College After Katrina
Many schools celebrate homecoming in the fall. That term has a more poignant meaning to students scattered after Hurricane Katrina. Reed Galin introduces us to a young man in New Orleans who returned to the campus, and the city, he now calls home.
(Locator: New Orleans, La.)
Like so many in the Crescent City, Dillard University student Raphael Richard, Jr. is trying to rebuild his life.
Raphael Richard, Jr./Dillard University Junior: “In a week and a half you had your life completely turned over.”
The 20-year-old evacuated his dorm before Hurricane Katrina hit.

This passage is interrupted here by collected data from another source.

//! Strata Binding - mapper registry, dispatch and configuration
//!
//! Mapper interfaces are described with [`MapperInterface`] and bound in a
//! [`MapperRegistry`]. A bound instance routes each call to a handler built
//! by the configured [`MapperMethodFactory`]; handlers are built once per
//! interface method and shared by every instance, whatever session it uses.
//!
//! # Example
//!
//! ```ignore
//! struct UserMapper(MapperProxy);
//!
//! impl Mapper for UserMapper {
//!     fn interface() -> MapperInterface {
//!         MapperInterface::builder("UserMapper")
//!             .method("count", vec![], TypeRef::Long)
//!             .build()
//!     }
//!
//!     fn bind(proxy: MapperProxy) -> Self {
//!         UserMapper(proxy)
//!     }
//! }
//!
//! impl UserMapper {
//!     fn count(&self) -> strata_binding::Result<Value> {
//!         self.0.invoke("count", &[])
//!     }
//! }
//!
//! registry.add_mapper::<UserMapper>()?;
//! let users: UserMapper = registry.get_mapper(session)?;
//! ```

#![warn(missing_docs)]

pub mod configuration;
pub mod error;
pub mod handler;
pub mod mapper;
pub mod session;
pub mod settings;
pub mod type_alias;

pub use configuration::Configuration;
pub use error::{BindingError, BindingResult, Error, Result};
pub use handler::{MapperMethodFactory, MapperMethodHandler};
pub use mapper::{
    Mapper, MapperInterface, MapperInterfaceBuilder, MapperMethod, MapperProxy,
    MapperProxyFactory, MapperRegistry, MethodKey,
};
pub use session::Session;
pub use settings::Settings;
pub use type_alias::TypeAliasRegistry;

pub use strata_reflect;
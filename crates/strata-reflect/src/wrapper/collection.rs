use crate::error::{ReflectionError, ReflectionResult};
use crate::meta_object::MetaContext;
use crate::property::PropertyTokenizer;
use crate::types::TypeRef;
use crate::value::Value;

use super::{read_indexed, write_indexed, ObjectWrapper};

/// Wrapper over a list, set or array.
///
/// Only indexed access to the wrapped container itself (`"[2]"`) and
/// appending are supported; collections have no named properties.
pub struct CollectionWrapper {
    collection: Value,
    ctx: MetaContext,
}

impl CollectionWrapper {
    /// Wrap a list, set or array value
    pub fn new(collection: Value, ctx: MetaContext) -> Self {
        debug_assert!(matches!(
            collection,
            Value::List(_) | Value::Set(_) | Value::Array(_)
        ));
        Self { collection, ctx }
    }

    fn describe(&self) -> String {
        self.collection.type_name()
    }

    fn check_indexed(&self, prop: &PropertyTokenizer<'_>, operation: &'static str) -> ReflectionResult<()> {
        if prop.name().is_empty() && prop.index().is_some() {
            Ok(())
        } else {
            Err(ReflectionError::unsupported(operation, self.describe()))
        }
    }
}

impl ObjectWrapper for CollectionWrapper {
    fn get(&self, prop: &PropertyTokenizer<'_>) -> ReflectionResult<Value> {
        self.check_indexed(prop, "get")?;
        read_indexed(&self.collection, prop)
    }

    fn set(&self, prop: &PropertyTokenizer<'_>, value: Value) -> ReflectionResult<()> {
        self.check_indexed(prop, "set")?;
        write_indexed(&self.collection, prop, value, self.ctx.auto_grow_collections())
    }

    fn find_property(&self, _name: &str, _use_camel_case_mapping: bool) -> Option<String> {
        None
    }

    fn getter_names(&self) -> Vec<String> {
        Vec::new()
    }

    fn setter_names(&self) -> Vec<String> {
        Vec::new()
    }

    fn setter_type(&self, _name: &str) -> ReflectionResult<TypeRef> {
        Err(ReflectionError::unsupported("setter_type", self.describe()))
    }

    fn getter_type(&self, _name: &str) -> ReflectionResult<TypeRef> {
        Err(ReflectionError::unsupported("getter_type", self.describe()))
    }

    fn has_setter(&self, _name: &str) -> bool {
        false
    }

    fn has_getter(&self, _name: &str) -> bool {
        false
    }

    fn instantiate_property_value(&self, prop: &PropertyTokenizer<'_>) -> ReflectionResult<Value> {
        Err(ReflectionError::navigation(
            prop.indexed_name(),
            "a collection has no properties to create",
        ))
    }

    fn is_collection(&self) -> bool {
        true
    }

    fn add(&self, element: Value) -> ReflectionResult<()> {
        match &self.collection {
            Value::List(list) => list.write().items.push(element),
            Value::Set(set) => {
                set.write().insert(element);
            }
            _ => return Err(ReflectionError::unsupported("add", self.describe())),
        }
        Ok(())
    }

    fn add_all(&self, elements: Vec<Value>) -> ReflectionResult<()> {
        match &self.collection {
            Value::List(list) => list.write().items.extend(elements),
            Value::Set(set) => {
                let mut set = set.write();
                for element in elements {
                    set.insert(element);
                }
            }
            _ => return Err(ReflectionError::unsupported("add_all", self.describe())),
        }
        Ok(())
    }
}
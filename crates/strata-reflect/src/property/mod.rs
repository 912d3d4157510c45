//! Property names and paths

pub mod namer;
mod tokenizer;

pub use tokenizer::{PropertyTokenizer, Segments};
//! Instance creation

use std::collections::BTreeMap;

use crate::error::{ReflectionError, ReflectionResult};
use crate::types::{join_types, CollectionKind, TypeRef};
use crate::value::{ListData, ListRef, MapData, MapRef, Object, ObjectRef, SetData, SetRef, Value};

/// Creates new values of a declared type
pub trait ObjectFactory: Send + Sync {
    /// Configure the factory from string properties
    fn set_properties(&mut self, _properties: &BTreeMap<String, String>) {}

    /// New value of `ty` using its no-argument constructor
    fn create(&self, ty: &TypeRef) -> ReflectionResult<Value> {
        self.create_with(ty, &[], &[])
    }

    /// New value of `ty` using the constructor with exactly `arg_types`
    fn create_with(&self, ty: &TypeRef, arg_types: &[TypeRef], args: &[Value]) -> ReflectionResult<Value>;

    /// True for every collection type (arrays are not collections)
    fn is_collection(&self, ty: &TypeRef) -> bool {
        matches!(ty, TypeRef::Collection { .. })
    }
}

/// Object factory used unless another is configured
///
/// Abstract collection types resolve to concrete containers: `Iterable`,
/// `Collection` and `List` to a list, `Set` to an unordered set and
/// `SortedSet` to a sorted set. Bean constructors are used regardless of
/// visibility.
#[derive(Debug, Default, Clone)]
pub struct DefaultObjectFactory;

impl DefaultObjectFactory {
    /// Create the factory
    pub fn new() -> Self {
        Self
    }

    fn instantiate(&self, ty: &TypeRef, arg_types: &[TypeRef], args: &[Value]) -> Result<Value, String> {
        if arg_types.len() != args.len() {
            return Err(format!(
                "{} argument type(s) given for {} argument(s)",
                arg_types.len(),
                args.len()
            ));
        }
        match ty {
            TypeRef::Collection { kind, element } if arg_types.is_empty() => {
                let element_type = element.as_deref().cloned();
                Ok(match kind {
                    CollectionKind::Iterable | CollectionKind::Collection | CollectionKind::List => {
                        Value::List(ListRef::new(ListData {
                            items: Vec::new(),
                            element_type,
                        }))
                    }
                    CollectionKind::Set => Value::Set(SetRef::new(SetData::unordered(element_type))),
                    CollectionKind::SortedSet => Value::Set(SetRef::new(SetData::sorted(element_type))),
                })
            }
            TypeRef::Map { value } if arg_types.is_empty() => Ok(Value::Map(MapRef::new(MapData {
                entries: Default::default(),
                value_type: value.as_deref().cloned(),
            }))),
            TypeRef::Str => match (arg_types, args) {
                ([], []) => Ok(Value::Str(String::new())),
                ([TypeRef::Str], [Value::Str(s)]) => Ok(Value::Str(s.clone())),
                _ => Err("no matching constructor".to_string()),
            },
            TypeRef::Bean(class) => {
                if class.is_interface() || class.is_abstract() {
                    return Err(format!("'{}' is abstract or an interface", class.name()));
                }
                let ctor = class.find_constructor(arg_types).ok_or_else(|| {
                    format!(
                        "'{}' has no constructor with parameter types ({})",
                        class.name(),
                        join_types(arg_types)
                    )
                })?;
                let args = ctor
                    .params()
                    .iter()
                    .zip(args)
                    .map(|(param, arg)| {
                        param.coerce(arg.clone()).ok_or_else(|| {
                            format!("argument {} is not a {}", arg.type_name(), param)
                        })
                    })
                    .collect::<Result<Vec<_>, _>>()?;
                let mut object = Object::new(class.clone());
                ctor.call(&mut object, &args)?;
                Ok(Value::Object(ObjectRef::new(object)))
            }
            TypeRef::Collection { .. } | TypeRef::Map { .. } => {
                Err("containers only have a no-argument constructor".to_string())
            }
            other => Err(format!("'{}' cannot be instantiated", other)),
        }
    }
}

impl ObjectFactory for DefaultObjectFactory {
    fn create_with(&self, ty: &TypeRef, arg_types: &[TypeRef], args: &[Value]) -> ReflectionResult<Value> {
        self.instantiate(ty, arg_types, args)
            .map_err(|cause| ReflectionError::Instantiation {
                ty: ty.to_string(),
                arg_types: join_types(arg_types),
                args: args
                    .iter()
                    .map(|arg| format!("{:?}", arg))
                    .collect::<Vec<_>>()
                    .join(", "),
                cause: cause.into(),
            })
    }
}
//! Accessor naming conventions
//!
//! `getName`/`isActive` read a property, `setName` writes it. The property
//! name is the method name without its prefix, with the first character
//! lower-cased unless the first two are both upper case (`getURL` -> `URL`).

/// Property name for an accessor method, or `None` if the name does not
/// follow the convention
pub fn method_to_property(method: &str) -> Option<String> {
    let stripped = if let Some(rest) = method.strip_prefix("is") {
        rest
    } else if let Some(rest) = method.strip_prefix("get") {
        rest
    } else if let Some(rest) = method.strip_prefix("set") {
        rest
    } else {
        return None;
    };
    if stripped.is_empty() {
        return None;
    }
    Some(decapitalize(stripped))
}

/// `getX` (length > 3) or `isX` (length > 2)
pub fn is_getter(method: &str) -> bool {
    (method.starts_with("get") && method.len() > 3) || (method.starts_with("is") && method.len() > 2)
}

/// `setX` (length > 3)
pub fn is_setter(method: &str) -> bool {
    method.starts_with("set") && method.len() > 3
}

/// Upper-case the first character
pub fn capitalize(name: &str) -> String {
    let mut chars = name.chars();
    match chars.next() {
        Some(first) => first.to_uppercase().chain(chars).collect(),
        None => String::new(),
    }
}

fn decapitalize(name: &str) -> String {
    let mut chars = name.chars();
    let first = chars.next();
    let second = chars.next();
    match (first, second) {
        (Some(a), Some(b)) if a.is_uppercase() && b.is_uppercase() => name.to_string(),
        (Some(a), _) => {
            let mut out: String = a.to_lowercase().collect();
            out.push_str(&name[a.len_utf8()..]);
            out
        }
        (None, _) => String::new(),
    }
}
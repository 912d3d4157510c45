//! Pluggable method execution

use std::sync::Arc;

use strata_reflect::Value;

use crate::configuration::Configuration;
use crate::mapper::{MapperInterface, MapperMethod, MapperRegistry};
use crate::session::Session;

/// Executes one mapper method against a session
pub trait MapperMethodHandler: Send + Sync {
    /// Run the method with `args`; the result is returned to the caller unchanged
    fn execute(&self, session: &dyn Session, args: &[Value]) -> anyhow::Result<Value>;
}

impl<F> MapperMethodHandler for F
where
    F: Fn(&dyn Session, &[Value]) -> anyhow::Result<Value> + Send + Sync,
{
    fn execute(&self, session: &dyn Session, args: &[Value]) -> anyhow::Result<Value> {
        self(session, args)
    }
}

/// Builds method handlers. Called at most once per interface method.
pub trait MapperMethodFactory: Send + Sync {
    /// Check a method while its interface is being registered.
    ///
    /// The interface is already visible in `registry`, so methods may
    /// refer to their own or to each other's mappers.
    fn validate(
        &self,
        _registry: &MapperRegistry,
        _interface: &MapperInterface,
        _method: &MapperMethod,
    ) -> anyhow::Result<()> {
        Ok(())
    }

    /// Build the handler for `method`
    fn create(
        &self,
        interface: &MapperInterface,
        method: &MapperMethod,
        configuration: &Configuration,
    ) -> anyhow::Result<Arc<dyn MapperMethodHandler>>;
}
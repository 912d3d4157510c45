//! Runtime class descriptors
//!
//! Domain classes are described explicitly with [`ClassBuilder`]: fields
//! occupy slots of an [`Object`], methods and constructors are closures over
//! the instance. Fields of a superclass occupy the leading slots, so a
//! subclass instance can be handed to any accessor of its ancestors.

use std::fmt;
use std::hash::{Hash, Hasher};
use std::sync::atomic::{AtomicU64, Ordering};
use std::sync::Arc;

use crate::property::namer;
use crate::types::{join_types, TypeRef};
use crate::value::{Object, Value};

/// Shared handle to a class descriptor
pub type ClassRef = Arc<Class>;

/// Body of a method: receives the instance and the (already coerced) arguments
pub type MethodBody = Arc<dyn Fn(&mut Object, &[Value]) -> Result<Value, String> + Send + Sync>;

/// Body of a constructor: receives a default-initialized instance
pub type ConstructorBody = Arc<dyn Fn(&mut Object, &[Value]) -> Result<(), String> + Send + Sync>;

static NEXT_CLASS_ID: AtomicU64 = AtomicU64::new(1);

/// Unique class identifier, used as cache key
#[derive(Debug, Clone, Copy, PartialEq, Eq, Hash, PartialOrd, Ord)]
pub struct ClassId(u64);

impl ClassId {
    fn next() -> Self {
        ClassId(NEXT_CLASS_ID.fetch_add(1, Ordering::Relaxed))
    }

    /// Raw identifier
    pub fn as_u64(&self) -> u64 {
        self.0
    }
}

/// Instance field
#[derive(Debug, Clone)]
pub struct FieldDef {
    /// Field name
    pub name: String,
    /// Declared type
    pub ty: TypeRef,
    /// Slot index in the instance
    pub slot: usize,
    /// Final fields can only be written by constructors
    pub is_final: bool,
}

/// Method declared on a class
pub struct MethodDef {
    name: String,
    params: Vec<TypeRef>,
    return_type: TypeRef,
    synthetic: bool,
    body: MethodBody,
}

impl MethodDef {
    /// Create a method
    pub fn new(
        name: impl Into<String>,
        params: Vec<TypeRef>,
        return_type: TypeRef,
        body: MethodBody,
    ) -> Self {
        Self {
            name: name.into(),
            params,
            return_type,
            synthetic: false,
            body,
        }
    }

    /// Method name
    pub fn name(&self) -> &str {
        &self.name
    }

    /// Parameter types
    pub fn params(&self) -> &[TypeRef] {
        &self.params
    }

    /// Return type
    pub fn return_type(&self) -> &TypeRef {
        &self.return_type
    }

    /// Compiler-generated bridge method
    pub fn is_synthetic(&self) -> bool {
        self.synthetic
    }

    /// Signature used to detect overrides: `name(T1, T2)`
    pub fn signature(&self) -> String {
        format!("{}({})", self.name, join_types(&self.params))
    }

    /// Run the method body
    pub fn call(&self, target: &mut Object, args: &[Value]) -> Result<Value, String> {
        (self.body)(target, args)
    }
}

impl fmt::Debug for MethodDef {
    fn fmt(&self, f: &mut fmt::Formatter<'_>) -> fmt::Result {
        write!(f, "{} {}", self.return_type, self.signature())?;
        if self.synthetic {
            f.write_str(" [synthetic]")?;
        }
        Ok(())
    }
}

/// Constructor declared on a class
#[derive(Clone)]
pub struct ConstructorDef {
    params: Vec<TypeRef>,
    body: ConstructorBody,
}

impl ConstructorDef {
    /// Parameter types
    pub fn params(&self) -> &[TypeRef] {
        &self.params
    }

    /// Run the constructor body
    pub fn call(&self, target: &mut Object, args: &[Value]) -> Result<(), String> {
        (self.body)(target, args)
    }
}

impl fmt::Debug for ConstructorDef {
    fn fmt(&self, f: &mut fmt::Formatter<'_>) -> fmt::Result {
        write!(f, "<init>({})", join_types(&self.params))
    }
}

/// Runtime class descriptor
pub struct Class {
    id: ClassId,
    name: String,
    superclass: Option<ClassRef>,
    is_abstract: bool,
    is_interface: bool,
    fields: Vec<FieldDef>,
    methods: Vec<Arc<MethodDef>>,
    constructors: Vec<ConstructorDef>,
    slot_count: usize,
}

impl Class {
    /// Unique identifier
    pub fn id(&self) -> ClassId {
        self.id
    }

    /// Class name
    pub fn name(&self) -> &str {
        &self.name
    }

    /// Direct superclass
    pub fn superclass(&self) -> Option<&ClassRef> {
        self.superclass.as_ref()
    }

    /// Abstract classes cannot be instantiated
    pub fn is_abstract(&self) -> bool {
        self.is_abstract
    }

    /// Interfaces cannot be instantiated
    pub fn is_interface(&self) -> bool {
        self.is_interface
    }

    /// Fields declared directly on this class
    pub fn declared_fields(&self) -> &[FieldDef] {
        &self.fields
    }

    /// Methods declared directly on this class
    pub fn declared_methods(&self) -> &[Arc<MethodDef>] {
        &self.methods
    }

    /// Constructors of this class
    pub fn constructors(&self) -> &[ConstructorDef] {
        &self.constructors
    }

    /// Number of instance slots, including inherited fields
    pub fn slot_count(&self) -> usize {
        self.slot_count
    }

    /// Iterate over this class and its ancestors, most derived first
    pub fn hierarchy(&self) -> impl Iterator<Item = &Class> {
        std::iter::successors(Some(self), |class| class.superclass.as_deref())
    }

    /// True if `self` is `other` or one of its subclasses
    pub fn is_subclass_of(&self, other: &Class) -> bool {
        self.hierarchy().any(|class| class.id == other.id)
    }

    /// Find a field by name, searching superclasses too
    pub fn field(&self, name: &str) -> Option<&FieldDef> {
        self.hierarchy()
            .flat_map(|class| class.fields.iter())
            .find(|field| field.name == name)
    }

    /// Constructor with exactly these parameter types
    pub fn find_constructor(&self, params: &[TypeRef]) -> Option<&ConstructorDef> {
        self.constructors.iter().find(|ctor| ctor.params == params)
    }

    /// Default slot values: zero for primitives, null otherwise
    pub fn default_slots(&self) -> Vec<Value> {
        let mut slots = vec![Value::Null; self.slot_count];
        for field in self.hierarchy().flat_map(|class| class.fields.iter()) {
            slots[field.slot] = default_value(&field.ty);
        }
        slots
    }
}

fn default_value(ty: &TypeRef) -> Value {
    match ty {
        TypeRef::Bool => Value::Bool(false),
        TypeRef::Int => Value::Int(0),
        TypeRef::Long => Value::Long(0),
        TypeRef::Double => Value::Double(0.0),
        _ => Value::Null,
    }
}

impl PartialEq for Class {
    fn eq(&self, other: &Self) -> bool {
        self.id == other.id
    }
}

impl Eq for Class {}

impl Hash for Class {
    fn hash<H: Hasher>(&self, state: &mut H) {
        self.id.hash(state);
    }
}

impl fmt::Debug for Class {
    fn fmt(&self, f: &mut fmt::Formatter<'_>) -> fmt::Result {
        write!(f, "Class({}#{})", self.name, self.id.0)
    }
}

/// Builder for [`Class`]
pub struct ClassBuilder {
    name: String,
    superclass: Option<ClassRef>,
    is_abstract: bool,
    is_interface: bool,
    fields: Vec<FieldDef>,
    methods: Vec<Arc<MethodDef>>,
    constructors: Vec<ConstructorDef>,
}

impl ClassBuilder {
    /// Start a new class
    pub fn new(name: impl Into<String>) -> Self {
        Self {
            name: name.into(),
            superclass: None,
            is_abstract: false,
            is_interface: false,
            fields: Vec::new(),
            methods: Vec::new(),
            constructors: Vec::new(),
        }
    }

    /// Set the superclass. Must be called before any field is added.
    pub fn extends(mut self, superclass: &ClassRef) -> Self {
        debug_assert!(self.fields.is_empty(), "extends() must precede fields");
        self.superclass = Some(superclass.clone());
        self
    }

    /// Mark as abstract
    pub fn abstract_class(mut self) -> Self {
        self.is_abstract = true;
        self
    }

    /// Mark as interface
    pub fn interface(mut self) -> Self {
        self.is_interface = true;
        self
    }

    fn next_slot(&self) -> usize {
        let inherited = self.superclass.as_ref().map_or(0, |s| s.slot_count);
        inherited + self.fields.len()
    }

    fn push_field(mut self, name: &str, ty: TypeRef, is_final: bool) -> Self {
        let slot = self.next_slot();
        self.fields.push(FieldDef {
            name: name.to_string(),
            ty,
            slot,
            is_final,
        });
        self
    }

    fn slot_of(&self, field: &str) -> (usize, TypeRef) {
        if let Some(def) = self.fields.iter().find(|f| f.name == field) {
            return (def.slot, def.ty.clone());
        }
        match self.superclass.as_ref().and_then(|s| s.field(field)) {
            Some(def) => (def.slot, def.ty.clone()),
            None => panic!("class '{}' has no field '{}'", self.name, field),
        }
    }

    /// Add a plain field (no accessors)
    pub fn field(self, name: &str, ty: TypeRef) -> Self {
        self.push_field(name, ty, false)
    }

    /// Add a final field
    pub fn final_field(self, name: &str, ty: TypeRef) -> Self {
        self.push_field(name, ty, true)
    }

    /// Add a field with a conventional getter and setter
    pub fn property(self, name: &str, ty: TypeRef) -> Self {
        self.field(name, ty).getter_for(name).setter_for(name)
    }

    /// Add a conventional getter (`getX`, or `isX` for booleans) reading `field`
    ///
    /// # Panics
    ///
    /// Panics if neither this class nor a superclass declares `field`
    pub fn getter_for(self, field: &str) -> Self {
        let (slot, ty) = self.slot_of(field);
        let prefix = if ty == TypeRef::Bool { "is" } else { "get" };
        let name = format!("{}{}", prefix, namer::capitalize(field));
        self.method(&name, vec![], ty, move |obj, _| {
            obj.slot(slot)
                .cloned()
                .ok_or_else(|| format!("slot {} out of bounds", slot))
        })
    }

    /// Add a conventional setter (`setX`) writing `field`
    ///
    /// # Panics
    ///
    /// Panics if neither this class nor a superclass declares `field`
    pub fn setter_for(self, field: &str) -> Self {
        let (slot, ty) = self.slot_of(field);
        let name = format!("set{}", namer::capitalize(field));
        self.method(&name, vec![ty], TypeRef::Void, move |obj, args| {
            obj.set_slot(slot, args[0].clone())?;
            Ok(Value::Null)
        })
    }

    /// Add a method
    pub fn method<F>(mut self, name: &str, params: Vec<TypeRef>, return_type: TypeRef, body: F) -> Self
    where
        F: Fn(&mut Object, &[Value]) -> Result<Value, String> + Send + Sync + 'static,
    {
        self.methods.push(Arc::new(MethodDef::new(
            name,
            params,
            return_type,
            Arc::new(body),
        )));
        self
    }

    /// Add a compiler-generated bridge method
    pub fn synthetic_method<F>(
        mut self,
        name: &str,
        params: Vec<TypeRef>,
        return_type: TypeRef,
        body: F,
    ) -> Self
    where
        F: Fn(&mut Object, &[Value]) -> Result<Value, String> + Send + Sync + 'static,
    {
        let mut method = MethodDef::new(name, params, return_type, Arc::new(body));
        method.synthetic = true;
        self.methods.push(Arc::new(method));
        self
    }

    /// Add a constructor. The object factory invokes constructors
    /// regardless of visibility.
    pub fn constructor<F>(mut self, params: Vec<TypeRef>, body: F) -> Self
    where
        F: Fn(&mut Object, &[Value]) -> Result<(), String> + Send + Sync + 'static,
    {
        self.constructors.push(ConstructorDef {
            params,
            body: Arc::new(body),
        });
        self
    }

    /// Finish the class. Concrete classes without constructors get an
    /// implicit no-argument one.
    pub fn build(mut self) -> ClassRef {
        if self.constructors.is_empty() && !self.is_interface {
            self.constructors.push(ConstructorDef {
                params: Vec::new(),
                body: Arc::new(|_, _| Ok(())),
            });
        }
        let slot_count = self.next_slot();
        Arc::new(Class {
            id: ClassId::next(),
            name: self.name,
            superclass: self.superclass,
            is_abstract: self.is_abstract,
            is_interface: self.is_interface,
            fields: self.fields,
            methods: self.methods,
            constructors: self.constructors,
            slot_count,
        })
    }
}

He considered continuing his education elsewhere, but chose instead to return to Dillard.
Raphael Richard, Jr./Dillard University Junior: “You find your own home within a university, and when you find home, you know that, and you’re going to feel it within your heart.”
After the storm, the historic towering oaks over this United Methodist-supported school were submerged. The gleaming white buildings stained. It was the hardest-hit of any university in the region.
Like others, Raphael was frustrated with the slow pace of recovery, so a new career was born. He changed his major from secondary education to urban studies and public policy.
Raphael Richard, Jr./Dillard University Junior: “They’re going to need fresh new minds to help them reform some policies and figure out what needs to be done.”
Raphael isn’t alone. Half of the 2,100 students enrolled at the predominately African-American university before Katrina have returned.
Dr. Freddye Hill/Vice President of Campus Life, Dillard University: “I believe that our students see themselves differently; they see themselves as pioneers.”
It’s believed Dillard’s rebuilding effort will help revive the neighborhood, with students like Raphael leading the way.
Raphael Richard, Jr./Dillard University Junior: “I think it will all work out, eventually. It may not work out before I graduate or the class after me graduates, but we’re going to make Dillard bigger and better.”
Last semester, Dillard students attended classes at a Hilton hotel in downtown New Orleans. Campus rebuilding costs are expected to top 250 million dollars. And, unlike public institutions, Dillard does not have the resources of the state government to help with recovery.